REQUIRED ACTION: Exact copies of all the entries below are expected in the answer.

DATA FOR ANALYSIS:
+ + +
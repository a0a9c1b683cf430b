use super::{Distribution, Field, Strategy};
use crate::common::{name_or_default, required_labels, required_str, Error, MetricOpts, Validate};
use crate::instrument::{new_counter, new_gauge, CounterVec, GaugeVec};
use crate::storage::Objective;

const DEFAULT_ERROR_LABEL: &str = "error";

/// Options for the latency distribution of a [`FourGoldenSignals`] strategy.
#[derive(Clone, Debug, Default, PartialEq)]
pub struct LatencyOpts {
    /// Base name of the latency distribution. Required.
    pub name: String,
    /// Help text of the latency distribution. Required.
    pub help: String,
    /// Labels of the latency distribution. Required.
    pub labels: Vec<String>,
    /// Histogram bucket bounds. Defaults to [`DEFAULT_BUCKETS`](crate::DEFAULT_BUCKETS).
    pub buckets: Option<Vec<f64>>,
    /// Summary objectives. Defaults to [`DEFAULT_QUANTILES`](crate::DEFAULT_QUANTILES).
    pub objectives: Option<Vec<Objective>>,
}

/// Options for the traffic counter of a [`FourGoldenSignals`] strategy.
#[derive(Clone, Debug, Default, Eq, PartialEq)]
pub struct TrafficOpts {
    /// Name of the traffic counter. Required.
    pub name: String,
    /// Help text of the traffic counter. Required.
    pub help: String,
    /// Labels of the traffic counter. Required.
    pub labels: Vec<String>,
}

/// Options for the errors counter of a [`FourGoldenSignals`] strategy.
///
/// Both fields are optional.
#[derive(Clone, Debug, Default, Eq, PartialEq)]
pub struct GoldenErrorsOpts {
    /// Name of the errors counter. Defaults to `errors_total`.
    pub name: Option<String>,
    /// Labels of the errors counter. Defaults to a single `error` label.
    pub labels: Vec<String>,
}

/// Options for the saturation gauge of a [`FourGoldenSignals`] strategy.
#[derive(Clone, Debug, Default, Eq, PartialEq)]
pub struct SaturationOpts {
    /// Name of the saturation gauge. Required.
    pub name: String,
    /// Help text of the saturation gauge. Required.
    pub help: String,
    /// Labels of the saturation gauge. Required.
    pub labels: Vec<String>,
}

/// Options to create a [`FourGoldenSignals`] strategy.
#[derive(Clone, Debug, Default, PartialEq)]
pub struct FourGoldenSignalsOpts {
    /// Namespace of every metric in the strategy. Required.
    pub namespace: String,
    /// Latency distribution options.
    pub latency: LatencyOpts,
    /// Traffic counter options.
    pub traffic: TrafficOpts,
    /// Errors counter options.
    pub errors: GoldenErrorsOpts,
    /// Saturation gauge options.
    pub saturation: SaturationOpts,
}

impl Validate for FourGoldenSignalsOpts {
    fn validate(&self) -> Result<(), Error> {
        required_str(&self.namespace, "namespace")?;
        required_str(&self.latency.name, "latency.name")?;
        required_str(&self.latency.help, "latency.help")?;
        required_labels(&self.latency.labels, "latency.labels")?;
        required_str(&self.traffic.name, "traffic.name")?;
        required_str(&self.traffic.help, "traffic.help")?;
        required_labels(&self.traffic.labels, "traffic.labels")?;
        required_str(&self.saturation.name, "saturation.name")?;
        required_str(&self.saturation.help, "saturation.help")?;
        required_labels(&self.saturation.labels, "saturation.labels")
    }
}

/// Latency, traffic, errors and saturation of a user-facing system.
///
/// See <https://sre.google/sre-book/monitoring-distributed-systems/#xref_monitoring_golden-signals>.
#[derive(Clone, Debug)]
pub struct FourGoldenSignals {
    latency: Distribution,
    traffic: CounterVec,
    errors: CounterVec,
    saturation: GaugeVec,
    opts: FourGoldenSignalsOpts,
}

impl FourGoldenSignals {
    /// Creates a [`FourGoldenSignals`] strategy.
    ///
    /// ## Errors
    ///
    /// Returns [`Error::ConfigInvalid`] if a required option is missing, before anything is
    /// built, and [`Error::ConstructionFailed`] if the latency buckets or objectives are rejected.
    pub fn new(opts: FourGoldenSignalsOpts) -> Result<FourGoldenSignals, Error> {
        opts.validate()?;

        let latency = Distribution::new(
            &MetricOpts::new(
                opts.namespace.as_str(),
                latency_name(&opts),
                opts.latency.help.as_str(),
                opts.latency.labels.iter().cloned(),
            ),
            opts.latency.buckets.as_deref(),
            opts.latency.objectives.as_deref(),
        )?;

        let traffic = new_counter(&MetricOpts::new(
            opts.namespace.as_str(),
            traffic_name(&opts),
            opts.traffic.help.as_str(),
            opts.traffic.labels.iter().cloned(),
        ))?;

        let error_labels = if opts.errors.labels.is_empty() {
            vec![DEFAULT_ERROR_LABEL.to_string()]
        } else {
            opts.errors.labels.clone()
        };
        let errors = new_counter(&MetricOpts::new(
            opts.namespace.as_str(),
            errors_name(&opts),
            "Number of errors",
            error_labels,
        ))?;

        let saturation = new_gauge(&MetricOpts::new(
            opts.namespace.as_str(),
            saturation_name(&opts),
            opts.saturation.help.as_str(),
            opts.saturation.labels.iter().cloned(),
        ))?;

        Ok(FourGoldenSignals { latency, traffic, errors, saturation, opts })
    }

    /// Gets the latency distribution.
    pub fn latency(&self) -> &Distribution {
        &self.latency
    }

    /// Gets the traffic counter.
    pub fn traffic(&self) -> &CounterVec {
        &self.traffic
    }

    /// Gets the errors counter.
    pub fn errors(&self) -> &CounterVec {
        &self.errors
    }

    /// Gets the saturation gauge.
    pub fn saturation(&self) -> &GaugeVec {
        &self.saturation
    }

    /// Gets the base name of the latency distribution.
    pub fn latency_metric_name(&self) -> String {
        latency_name(&self.opts)
    }

    /// Gets the name of the traffic counter.
    pub fn traffic_metric_name(&self) -> String {
        traffic_name(&self.opts)
    }

    /// Gets the name of the errors counter.
    pub fn error_metric_name(&self) -> String {
        errors_name(&self.opts)
    }

    /// Gets the name of the saturation gauge.
    pub fn saturation_metric_name(&self) -> String {
        saturation_name(&self.opts)
    }
}

impl Strategy for FourGoldenSignals {
    fn fields(&self) -> Vec<Field<'_>> {
        vec![
            Field::new("latency", &self.latency),
            Field::new("traffic", &self.traffic),
            Field::new("errors", &self.errors),
            Field::new("saturation", &self.saturation),
        ]
    }
}

fn latency_name(opts: &FourGoldenSignalsOpts) -> String {
    opts.latency.name.clone()
}

fn traffic_name(opts: &FourGoldenSignalsOpts) -> String {
    opts.traffic.name.clone()
}

fn errors_name(opts: &FourGoldenSignalsOpts) -> String {
    name_or_default(opts.errors.name.as_deref(), || "errors_total".to_string())
}

fn saturation_name(opts: &FourGoldenSignalsOpts) -> String {
    opts.saturation.name.clone()
}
+ + +
WRITTEN SOLUTION:
repository a0a9c1b683cf430b
use super::{Distribution, Field, Strategy};
use crate::common::{name_or_default, required_labels, required_str, Error, MetricOpts, Validate};
use crate::instrument::{new_counter, new_gauge, CounterVec, GaugeVec};
use crate::storage::Objective;

const DEFAULT_ERROR_LABEL: &str = "error";

/// Options for the latency distribution of a [`FourGoldenSignals`] strategy.
#[derive(Clone, Debug, Default, PartialEq)]
pub struct LatencyOpts {
    /// Base name of the latency distribution. Required.
    pub name: String,
    /// Help text of the latency distribution. Required.
    pub help: String,
    /// Labels of the latency distribution. Required.
    pub labels: Vec<String>,
    /// Histogram bucket bounds. Defaults to [`DEFAULT_BUCKETS`](crate::DEFAULT_BUCKETS).
    pub buckets: Option<Vec<f64>>,
    /// Summary objectives. Defaults to [`DEFAULT_QUANTILES`](crate::DEFAULT_QUANTILES).
    pub objectives: Option<Vec<Objective>>,
}

/// Options for the traffic counter of a [`FourGoldenSignals`] strategy.
#[derive(Clone, Debug, Default, Eq, PartialEq)]
pub struct TrafficOpts {
    /// Name of the traffic counter. Required.
    pub name: String,
    /// Help text of the traffic counter. Required.
    pub help: String,
    /// Labels of the traffic counter. Required.
    pub labels: Vec<String>,
}

/// Options for the errors counter of a [`FourGoldenSignals`] strategy.
///
/// Both fields are optional.
#[derive(Clone, Debug, Default, Eq, PartialEq)]
pub struct GoldenErrorsOpts {
    /// Name of the errors counter. Defaults to `errors_total`.
    pub name: Option<String>,
    /// Labels of the errors counter. Defaults to a single `error` label.
    pub labels: Vec<String>,
}

/// Options for the saturation gauge of a [`FourGoldenSignals`] strategy.
#[derive(Clone, Debug, Default, Eq, PartialEq)]
pub struct SaturationOpts {
    /// Name of the saturation gauge. Required.
    pub name: String,
    /// Help text of the saturation gauge. Required.
    pub help: String,
    /// Labels of the saturation gauge. Required.
    pub labels: Vec<String>,
}

/// Options to create a [`FourGoldenSignals`] strategy.
#[derive(Clone, Debug, Default, PartialEq)]
pub struct FourGoldenSignalsOpts {
    /// Namespace of every metric in the strategy. Required.
    pub namespace: String,
    /// Latency distribution options.
    pub latency: LatencyOpts,
    /// Traffic counter options.
    pub traffic: TrafficOpts,
    /// Errors counter options.
    pub errors: GoldenErrorsOpts,
    /// Saturation gauge options.
    pub saturation: SaturationOpts,
}

impl Validate for FourGoldenSignalsOpts {
    fn validate(&self) -> Result<(), Error> {
        required_str(&self.namespace, "namespace")?;
        required_str(&self.latency.name, "latency.name")?;
        required_str(&self.latency.help, "latency.help")?;
        required_labels(&self.latency.labels, "latency.labels")?;
        required_str(&self.traffic.name, "traffic.name")?;
        required_str(&self.traffic.help, "traffic.help")?;
        required_labels(&self.traffic.labels, "traffic.labels")?;
        required_str(&self.saturation.name, "saturation.name")?;
        required_str(&self.saturation.help, "saturation.help")?;
        required_labels(&self.saturation.labels, "saturation.labels")
    }
}

/// Latency, traffic, errors and saturation of a user-facing system.
///
/// See <https://sre.google/sre-book/monitoring-distributed-systems/#xref_monitoring_golden-signals>.
#[derive(Clone, Debug)]
pub struct FourGoldenSignals {
    latency: Distribution,
    traffic: CounterVec,
    errors: CounterVec,
    saturation: GaugeVec,
    opts: FourGoldenSignalsOpts,
}

impl FourGoldenSignals {
    /// Creates a [`FourGoldenSignals`] strategy.
    ///
    /// ## Errors
    ///
    /// Returns [`Error::ConfigInvalid`] if a required option is missing, before anything is
    /// built, and [`Error::ConstructionFailed`] if the latency buckets or objectives are rejected.
    pub fn new(opts: FourGoldenSignalsOpts) -> Result<FourGoldenSignals, Error> {
        opts.validate()?;

        let latency = Distribution::new(
            &MetricOpts::new(
                opts.namespace.as_str(),
                latency_name(&opts),
                opts.latency.help.as_str(),
                opts.latency.labels.iter().cloned(),
            ),
            opts.latency.buckets.as_deref(),
            opts.latency.objectives.as_deref(),
        )?;

        let traffic = new_counter(&MetricOpts::new(
            opts.namespace.as_str(),
            traffic_name(&opts),
            opts.traffic.help.as_str(),
            opts.traffic.labels.iter().cloned(),
        ))?;

        let error_labels = if opts.errors.labels.is_empty() {
            vec![DEFAULT_ERROR_LABEL.to_string()]
        } else {
            opts.errors.labels.clone()
        };
        let errors = new_counter(&MetricOpts::new(
            opts.namespace.as_str(),
            errors_name(&opts),
            "Number of errors",
            error_labels,
        ))?;

        let saturation = new_gauge(&MetricOpts::new(
            opts.namespace.as_str(),
            saturation_name(&opts),
            opts.saturation.help.as_str(),
            opts.saturation.labels.iter().cloned(),
        ))?;

        Ok(FourGoldenSignals { latency, traffic, errors, saturation, opts })
    }

    /// Gets the latency distribution.
    pub fn latency(&self) -> &Distribution {
        &self.latency
    }

    /// Gets the traffic counter.
    pub fn traffic(&self) -> &CounterVec {
        &self.traffic
    }

    /// Gets the errors counter.
    pub fn errors(&self) -> &CounterVec {
        &self.errors
    }

    /// Gets the saturation gauge.
    pub fn saturation(&self) -> &GaugeVec {
        &self.saturation
    }

    /// Gets the base name of the latency distribution.
    pub fn latency_metric_name(&self) -> String {
        latency_name(&self.opts)
    }

    /// Gets the name of the traffic counter.
    pub fn traffic_metric_name(&self) -> String {
        traffic_name(&self.opts)
    }

    /// Gets the name of the errors counter.
    pub fn error_metric_name(&self) -> String {
        errors_name(&self.opts)
    }

    /// Gets the name of the saturation gauge.
    pub fn saturation_metric_name(&self) -> String {
        saturation_name(&self.opts)
    }
}

impl Strategy for FourGoldenSignals {
    fn fields(&self) -> Vec<Field<'_>> {
        vec![
            Field::new("latency", &self.latency),
            Field::new("traffic", &self.traffic),
            Field::new("errors", &self.errors),
            Field::new("saturation", &self.saturation),
        ]
    }
}

fn latency_name(opts: &FourGoldenSignalsOpts) -> String {
    opts.latency.name.clone()
}

fn traffic_name(opts: &FourGoldenSignalsOpts) -> String {
    opts.traffic.name.clone()
}

fn errors_name(opts: &FourGoldenSignalsOpts) -> String {
    name_or_default(opts.errors.name.as_deref(), || "errors_total".to_string())
}

fn saturation_name(opts: &FourGoldenSignalsOpts) -> String {
    opts.saturation.name.clone()
}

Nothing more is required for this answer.